# Data for review
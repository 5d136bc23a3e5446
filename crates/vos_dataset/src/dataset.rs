//! Indexed triplet dataset assembling training samples from a video catalog.

use crate::aug::{JointAugment, TransformPipeline};
use crate::catalog::{CatalogLayout, VideoCatalog};
use crate::loader;
use crate::onehot;
use crate::relabel::MaskRelabeler;
use crate::sampler::TemporalSampler;
use crate::types::{
    DatasetResult, FrameTriplet, SampleInfo, TrainingSample, Triplet, VideoRecord,
    VosDatasetError, MAX_OBJECTS_PER_SAMPLE, REFERENCE_SHORT_SIDE, TRIPLET_LEN,
};
use image::{GrayImage, RgbImage};
use rand::rngs::StdRng;
use rand::{RngCore, SeedableRng};
use std::path::Path;
use std::sync::atomic::{AtomicU64, AtomicUsize, Ordering};
use std::sync::Arc;
use tracing::{debug, info, warn};

#[derive(Debug, Clone)]
pub struct DatasetConfig {
    pub layout: CatalogLayout,
    /// Initial skip budget; change later with `VosTrainDataset::change_skip`.
    pub skip: usize,
    /// Seed for `VosTrainDataset::get`; `None` draws from the thread RNG.
    pub seed: Option<u64>,
    pub max_objects: usize,
    pub reference_short_side: u32,
    /// Augmentation override; defaults to `TransformPipeline::default()`.
    pub transform: Option<TransformPipeline>,
}

impl Default for DatasetConfig {
    fn default() -> Self {
        Self {
            layout: CatalogLayout::youtube_vos(),
            skip: 0,
            seed: None,
            max_objects: MAX_OBJECTS_PER_SAMPLE,
            reference_short_side: REFERENCE_SHORT_SIDE,
            transform: None,
        }
    }
}

pub struct VosTrainDataset {
    name: String,
    catalog: VideoCatalog,
    skip: AtomicUsize,
    seed: Option<u64>,
    draws: AtomicU64,
    relabeler: MaskRelabeler,
    reference_short_side: u32,
    augment: Arc<dyn JointAugment>,
}

impl std::fmt::Debug for VosTrainDataset {
    fn fmt(&self, f: &mut std::fmt::Formatter<'_>) -> std::fmt::Result {
        f.debug_struct("VosTrainDataset")
            .field("name", &self.name)
            .field("videos", &self.catalog.len())
            .field("skip", &self.skip())
            .field("seed", &self.seed)
            .field("augment", &self.augment.describe())
            .finish()
    }
}

impl VosTrainDataset {
    pub fn open(name: &str, root: &Path, cfg: DatasetConfig) -> DatasetResult<Self> {
        let catalog = VideoCatalog::index(root, &cfg.layout)?;
        let dataset = Self::from_catalog(name, catalog, cfg);
        info!(
            dataset = %dataset.name,
            root = %root.display(),
            videos = dataset.len(),
            frames = dataset.catalog.total_frames(),
            augment = %dataset.augment.describe(),
            "opened training dataset"
        );
        Ok(dataset)
    }

    pub fn from_catalog(name: &str, catalog: VideoCatalog, cfg: DatasetConfig) -> Self {
        let augment: Arc<dyn JointAugment> = Arc::new(cfg.transform.unwrap_or_default());
        Self {
            name: name.to_string(),
            catalog,
            skip: AtomicUsize::new(cfg.skip),
            seed: cfg.seed,
            draws: AtomicU64::new(0),
            relabeler: MaskRelabeler::new(cfg.max_objects),
            reference_short_side: cfg.reference_short_side,
            augment,
        }
    }

    /// Replace the augmentation stage.
    pub fn with_augment(mut self, augment: Arc<dyn JointAugment>) -> Self {
        self.augment = augment;
        self
    }

    pub fn name(&self) -> &str {
        &self.name
    }

    pub fn catalog(&self) -> &VideoCatalog {
        &self.catalog
    }

    /// Number of videos.
    pub fn len(&self) -> usize {
        self.catalog.len()
    }

    pub fn is_empty(&self) -> bool {
        self.catalog.is_empty()
    }

    pub fn skip(&self) -> usize {
        self.skip.load(Ordering::Relaxed)
    }

    /// Set the skip budget for all subsequent draws.
    pub fn change_skip(&self, skip: usize) {
        let previous = self.skip.swap(skip, Ordering::Relaxed);
        if previous != skip {
            debug!(dataset = %self.name, previous, skip, "skip budget changed");
        }
    }

    /// Build the sample for video `index` using the configured seed.
    pub fn get(&self, index: usize) -> DatasetResult<TrainingSample> {
        match self.seed {
            Some(seed) => {
                let draw = self.draws.fetch_add(1, Ordering::Relaxed);
                let mut rng = StdRng::seed_from_u64(mix_seed(seed, index as u64, draw));
                self.get_with_rng(index, &mut rng)
            }
            None => {
                let mut rng = rand::rng();
                self.get_with_rng(index, &mut rng)
            }
        }
    }

    pub fn get_with_rng(&self, index: usize, rng: &mut dyn RngCore) -> DatasetResult<TrainingSample> {
        let video = self
            .catalog
            .get(index)
            .ok_or(VosDatasetError::IndexOutOfRange {
                index,
                len: self.len(),
            })?;
        let sampler = TemporalSampler::new(self.skip());
        let triplet = sampler.draw(video, rng)?;

        let (frames, raw_masks) = self.load_triplet(video, &triplet)?;
        let (frames, raw_masks) = self.augment.apply(frames, raw_masks, rng)?;
        let (dense, state) = self.relabeler.process_triplet(&raw_masks, rng);
        let masks = onehot::encode_batch(&dense)?;

        let (width, height) = frames[0].dimensions();
        debug!(
            dataset = %self.name,
            video = %video.name,
            frames = ?triplet.indices(),
            objects = state.object_count,
            "built sample"
        );
        Ok(TrainingSample {
            frames: frames_to_cthw(&frames),
            masks,
            num_objects: state.object_count.max(1),
            info: SampleInfo {
                name: video.name.clone(),
                num_frames: video.frame_count(),
                frame_indices: triplet.indices(),
            },
            width,
            height,
        })
    }

    /// Like `get_with_rng`, but moves on to the next video when one is too short or corrupt.
    pub fn get_or_skip(&self, index: usize, rng: &mut dyn RngCore) -> DatasetResult<TrainingSample> {
        let len = self.len();
        let mut last_err = None;
        for attempt in 0..len {
            let idx = (index + attempt) % len;
            match self.get_with_rng(idx, rng) {
                Ok(sample) => return Ok(sample),
                Err(e) if e.is_recoverable() => {
                    warn!(dataset = %self.name, index = idx, error = %e, "skipping video");
                    last_err = Some(e);
                }
                Err(e) => return Err(e),
            }
        }
        Err(last_err.unwrap_or_else(|| {
            VosDatasetError::Other(format!("dataset {} has no videos", self.name))
        }))
    }

    fn load_triplet(
        &self,
        video: &VideoRecord,
        triplet: &FrameTriplet,
    ) -> DatasetResult<(Triplet<RgbImage>, Triplet<GrayImage>)> {
        let mut frames = Vec::with_capacity(TRIPLET_LEN);
        let mut masks = Vec::with_capacity(TRIPLET_LEN);
        for idx in triplet.indices() {
            let path = video.image_for(idx).ok_or_else(|| {
                VosDatasetError::Other(format!("frame {idx} out of range for {}", video.name))
            })?;
            let frame = loader::load_frame(path)?;
            let mask_path = video.mask_for(idx);
            if mask_path.is_none() {
                debug!(video = %video.name, frame = idx, "no annotation; using background");
            }
            let mask = loader::load_mask_or_unlabeled(mask_path, frame.width(), frame.height())?;
            let (frame, mask) = loader::resize_pair(frame, mask, self.reference_short_side);
            frames.push(frame);
            masks.push(mask);
        }
        let frames: Triplet<RgbImage> = frames
            .try_into()
            .map_err(|_| VosDatasetError::Other("triplet frame count mismatch".into()))?;
        let masks: Triplet<GrayImage> = masks
            .try_into()
            .map_err(|_| VosDatasetError::Other("triplet mask count mismatch".into()))?;
        Ok((frames, masks))
    }
}

fn mix_seed(seed: u64, index: u64, draw: u64) -> u64 {
    seed ^ index.wrapping_mul(0x9E37_79B9_7F4A_7C15) ^ draw.wrapping_mul(0xBF58_476D_1CE4_E5B9)
}

/// Stack RGB frames into (C, T, H, W), normalized to [0, 1].
fn frames_to_cthw(frames: &[RgbImage]) -> Vec<f32> {
    let t_len = frames.len();
    let (w, h) = frames[0].dimensions();
    let hw = w as usize * h as usize;
    let mut out = vec![0.0f32; 3 * t_len * hw];
    for (t, frame) in frames.iter().enumerate() {
        for (y, x, pixel) in frame.enumerate_pixels() {
            let base = y as usize * w as usize + x as usize;
            for c in 0..3 {
                out[(c * t_len + t) * hw + base] = pixel[c] as f32 / 255.0;
            }
        }
    }
    out
}

#[cfg(test)]
mod tests {
    use super::*;
    use image::Rgb;

    #[test]
    fn frames_are_channel_then_time_major() {
        let a = RgbImage::from_pixel(2, 1, Rgb([255, 0, 0]));
        let b = RgbImage::from_pixel(2, 1, Rgb([0, 255, 0]));
        let out = frames_to_cthw(&[a, b]);
        // c=0: t0 [1,1] t1 [0,0]; c=1: t0 [0,0] t1 [1,1]; c=2 zeros
        assert_eq!(out, vec![1.0, 1.0, 0.0, 0.0, 0.0, 0.0, 1.0, 1.0, 0.0, 0.0, 0.0, 0.0]);
    }

    #[test]
    fn change_skip_is_visible_through_shared_reference() {
        let catalog = VideoCatalog::from_videos("/nowhere", Vec::new());
        let dataset = VosTrainDataset::from_catalog("t", catalog, DatasetConfig::default());
        assert_eq!(dataset.skip(), 0);
        let shared = Arc::new(dataset);
        shared.change_skip(4);
        assert_eq!(shared.skip(), 4);
    }

    #[test]
    fn out_of_range_index_is_reported() {
        let catalog = VideoCatalog::from_videos("/nowhere", Vec::new());
        let dataset = VosTrainDataset::from_catalog("t", catalog, DatasetConfig::default());
        let err = dataset.get(3).unwrap_err();
        assert!(matches!(err, VosDatasetError::IndexOutOfRange { index: 3, len: 0 }));
        let mut rng = StdRng::seed_from_u64(0);
        assert!(dataset.get_or_skip(0, &mut rng).is_err());
    }

    #[test]
    fn seed_mixing_separates_draws() {
        assert_ne!(mix_seed(1, 0, 0), mix_seed(1, 0, 1));
        assert_ne!(mix_seed(1, 0, 0), mix_seed(1, 1, 0));
    }
}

# Exercise goal
Among the entries above, copy exactly only the lines starting with the one containing "pub fn name(&self)" and going through the one containing "pub fn change_skip(&self, skip: usize)", both ends included.

# Solution to the problem
    pub fn name(&self) -> &str {
        &self.name
    }

    pub fn catalog(&self) -> &VideoCatalog {
        &self.catalog
    }

    /// Number of videos.
    pub fn len(&self) -> usize {
        self.catalog.len()
    }

    pub fn is_empty(&self) -> bool {
        self.catalog.is_empty()
    }

    pub fn skip(&self) -> usize {
        self.skip.load(Ordering::Relaxed)
    }

    /// Set the skip budget for all subsequent draws.
    pub fn change_skip(&self, skip: usize) {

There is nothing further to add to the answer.